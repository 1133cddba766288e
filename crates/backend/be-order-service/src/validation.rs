//! Pre-checkout validation of a cart against the restaurant's current state.
//!
//! Checks run in a fixed order and the first failure is reported. Prices
//! always come from the menu, never from the client.

use std::sync::Arc;
use std::time::Duration;

use axum::Json;
use axum::http::StatusCode;
use axum::response::{IntoResponse, Response};
use be_remote_db::Restaurant;
use chrono::{DateTime, FixedOffset, Utc};
use futures::future::try_join_all;
use rust_decimal::Decimal;
use serde::Serialize;
use serde_json::json;
use tracing::{debug, warn};
use uuid::Uuid;

use crate::cache::TtlCache;
use crate::error::OrderError;
use crate::hours::{NextOpening, OpeningHours};
use crate::store::OrderStore;

pub const RESTAURANT_CACHE_TTL: Duration = Duration::from_secs(60);
pub const MAX_ACTIVE_ORDERS: i64 = 10;
const BASE_PREP_MINUTES: i64 = 15;
const PREP_MINUTES_PER_ORDER: i64 = 2;
const WAIT_MINUTES_PER_ORDER: i64 = 5;

#[derive(Debug, Clone, PartialEq)]
pub struct OrderLine {
    pub item_id: Uuid,
    pub quantity: u32,
}

#[derive(Debug, Clone, PartialEq)]
pub struct ValidateOrderRequest {
    pub restaurant_id: Uuid,
    pub items: Vec<OrderLine>,
    pub postal_code: Option<String>,
}

#[derive(Debug, Clone, PartialEq, Serialize)]
pub struct RestaurantSummary {
    pub id: Uuid,
    pub name: String,
}

#[derive(Debug, Clone, PartialEq, Serialize)]
pub struct ValidatedItem {
    pub id: Uuid,
    pub name: String,
    pub price: Decimal,
    pub quantity: u32,
}

#[derive(Debug, Clone, PartialEq, Serialize)]
#[serde(rename_all = "camelCase")]
pub struct ValidatedOrder {
    pub valid: bool,
    pub message: &'static str,
    pub restaurant: RestaurantSummary,
    pub items: Vec<ValidatedItem>,
    pub subtotal: Decimal,
    pub estimated_prep_time: i64,
}

#[derive(Debug, Clone, PartialEq)]
pub enum Rejection {
    Inactive,
    Closed {
        next_opening: Option<NextOpening>,
    },
    ItemUnavailable {
        item_id: Uuid,
        name: Option<String>,
    },
    MinimumOrder {
        minimum: Decimal,
        subtotal: Decimal,
    },
    DeliveryZone {
        postal_code: Option<String>,
    },
    Overloaded {
        active_orders: i64,
    },
}

impl Rejection {
    pub fn code(&self) -> &'static str {
        match self {
            Rejection::Inactive => "RESTAURANT_INACTIVE",
            Rejection::Closed { .. } => "RESTAURANT_CLOSED",
            Rejection::ItemUnavailable { .. } => "ITEM_UNAVAILABLE",
            Rejection::MinimumOrder { .. } => "MINIMUM_ORDER",
            Rejection::DeliveryZone { .. } => "DELIVERY_ZONE_INVALID",
            Rejection::Overloaded { .. } => "RESTAURANT_OVERLOADED",
        }
    }

    fn error(&self) -> &'static str {
        match self {
            Rejection::Inactive => "Restaurant temporairement fermé",
            Rejection::Closed { .. } => "Restaurant fermé",
            Rejection::ItemUnavailable { .. } => "Article non disponible",
            Rejection::MinimumOrder { .. } => "Commande minimum non atteinte",
            Rejection::DeliveryZone { .. } => "Zone de livraison non couverte",
            Rejection::Overloaded { .. } => "Restaurant surchargé",
        }
    }

    pub fn body(&self) -> serde_json::Value {
        let mut body = json!({
            "valid": false,
            "error": self.error(),
            "code": self.code(),
        });
        let extra = match self {
            Rejection::Inactive => json!({
                "message": "Ce restaurant n'accepte pas de commandes pour le moment",
            }),
            Rejection::Closed { next_opening } => json!({
                "message": "Le restaurant est fermé actuellement",
                "nextOpening": next_opening,
            }),
            Rejection::ItemUnavailable { item_id, name } => {
                let message = match name {
                    Some(name) => format!("Article non disponible: {name}"),
                    None => "Article introuvable dans ce restaurant".to_string(),
                };
                json!({ "message": message, "itemId": item_id })
            }
            Rejection::MinimumOrder { minimum, subtotal } => json!({
                "message": format!("Commande minimum: {minimum:.2}€"),
                "minimum": minimum,
                "currentAmount": subtotal,
                "missing": minimum - subtotal,
            }),
            Rejection::DeliveryZone { postal_code } => json!({
                "message": "Ce restaurant ne livre pas à cette adresse",
                "postalCode": postal_code,
            }),
            Rejection::Overloaded { active_orders } => json!({
                "message": "Le restaurant a trop de commandes en cours",
                "estimatedWait": active_orders * WAIT_MINUTES_PER_ORDER,
            }),
        };
        if let (Some(body), Some(extra)) = (body.as_object_mut(), extra.as_object()) {
            body.extend(extra.clone());
        }
        body
    }
}

impl IntoResponse for Rejection {
    fn into_response(self) -> Response {
        (StatusCode::BAD_REQUEST, Json(self.body())).into_response()
    }
}

#[derive(Debug, Clone, PartialEq)]
pub enum Verdict {
    Valid(ValidatedOrder),
    Rejected(Rejection),
}

#[derive(Clone)]
pub struct OrderValidator {
    store: Arc<dyn OrderStore>,
    restaurants: Arc<TtlCache<Uuid, Restaurant>>,
    timezone: FixedOffset,
}

impl OrderValidator {
    pub fn new(
        store: Arc<dyn OrderStore>,
        restaurants: Arc<TtlCache<Uuid, Restaurant>>,
        timezone: FixedOffset,
    ) -> Self {
        Self {
            store,
            restaurants,
            timezone,
        }
    }

    async fn restaurant(&self, restaurant_id: Uuid) -> Result<Option<Restaurant>, OrderError> {
        if let Some(cached) = self.restaurants.get(&restaurant_id) {
            return Ok(Some(cached));
        }
        let restaurant = self.store.find_restaurant(restaurant_id).await?;
        if let Some(restaurant) = &restaurant {
            self.restaurants
                .insert_with_ttl(restaurant_id, restaurant.clone(), RESTAURANT_CACHE_TTL);
        }
        Ok(restaurant)
    }

    #[tracing::instrument(skip(self, request), fields(restaurant_id = %request.restaurant_id))]
    pub async fn validate(
        &self,
        request: ValidateOrderRequest,
        now: DateTime<Utc>,
    ) -> Result<Verdict, OrderError> {
        if request.items.is_empty() {
            return Err(OrderError::MissingField("items"));
        }
        if request.items.iter().any(|line| line.quantity == 0) {
            return Err(OrderError::InvalidField("quantity"));
        }

        let restaurant = self
            .restaurant(request.restaurant_id)
            .await?
            .ok_or(OrderError::NotFound("Restaurant"))?;

        if !restaurant.is_active {
            return Ok(Verdict::Rejected(Rejection::Inactive));
        }

        let local = now.with_timezone(&self.timezone).naive_local();
        let hours = restaurant
            .hours
            .as_ref()
            .and_then(|hours| OpeningHours::from_json(&hours.0));
        let open = !restaurant.is_closed && hours.as_ref().is_none_or(|h| h.is_open_at(local));
        if !open {
            return Ok(Verdict::Rejected(Rejection::Closed {
                next_opening: hours.and_then(|h| h.next_opening(local)),
            }));
        }

        let lookups = request
            .items
            .iter()
            .map(|line| self.store.find_menu_item(restaurant.id, line.item_id));
        let menu_items = try_join_all(lookups).await?;

        let mut items = Vec::with_capacity(request.items.len());
        let mut subtotal = Decimal::ZERO;
        for (line, menu_item) in request.items.iter().zip(menu_items) {
            let Some(menu_item) = menu_item else {
                return Ok(Verdict::Rejected(Rejection::ItemUnavailable {
                    item_id: line.item_id,
                    name: None,
                }));
            };
            if !menu_item.is_available {
                return Ok(Verdict::Rejected(Rejection::ItemUnavailable {
                    item_id: line.item_id,
                    name: Some(menu_item.name),
                }));
            }
            subtotal += menu_item.price * Decimal::from(line.quantity);
            items.push(ValidatedItem {
                id: menu_item.id,
                name: menu_item.name,
                price: menu_item.price,
                quantity: line.quantity,
            });
        }

        if subtotal < restaurant.min_order {
            return Ok(Verdict::Rejected(Rejection::MinimumOrder {
                minimum: restaurant.min_order,
                subtotal,
            }));
        }

        if !restaurant.delivery_postal_codes.is_empty() {
            let postal_code = request
                .postal_code
                .as_deref()
                .map(str::trim)
                .filter(|pc| !pc.is_empty());
            let covered = postal_code.is_some_and(|pc| {
                restaurant
                    .delivery_postal_codes
                    .iter()
                    .any(|zone| zone.trim() == pc)
            });
            if !covered {
                return Ok(Verdict::Rejected(Rejection::DeliveryZone {
                    postal_code: postal_code.map(str::to_string),
                }));
            }
        }

        let active_orders = match self.store.count_active_orders(restaurant.id).await {
            Ok(count) => count,
            Err(e) => {
                warn!(error = %e, "Could not count active orders; assuming none");
                0
            }
        };
        if active_orders >= MAX_ACTIVE_ORDERS {
            return Ok(Verdict::Rejected(Rejection::Overloaded { active_orders }));
        }

        debug!(%subtotal, active_orders, "Order validated");

        Ok(Verdict::Valid(ValidatedOrder {
            valid: true,
            message: "Commande validée avec succès",
            restaurant: RestaurantSummary {
                id: restaurant.id,
                name: restaurant.name,
            },
            items,
            subtotal,
            estimated_prep_time: BASE_PREP_MINUTES + PREP_MINUTES_PER_ORDER * active_orders,
        }))
    }
}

* **GOAL OF THE EXERCISE**
Go through the material above and output exactly the lines from the one containing "if let Some(restaurant)" through the one containing "pub async fn".

* **ANSWER TO THIS EXERCISE**
        if let Some(restaurant) = &restaurant {
            self.restaurants
                .insert_with_ttl(restaurant_id, restaurant.clone(), RESTAURANT_CACHE_TTL);
        }
        Ok(restaurant)
    }

    #[tracing::instrument(skip(self, request), fields(restaurant_id = %request.restaurant_id))]
    pub async fn validate(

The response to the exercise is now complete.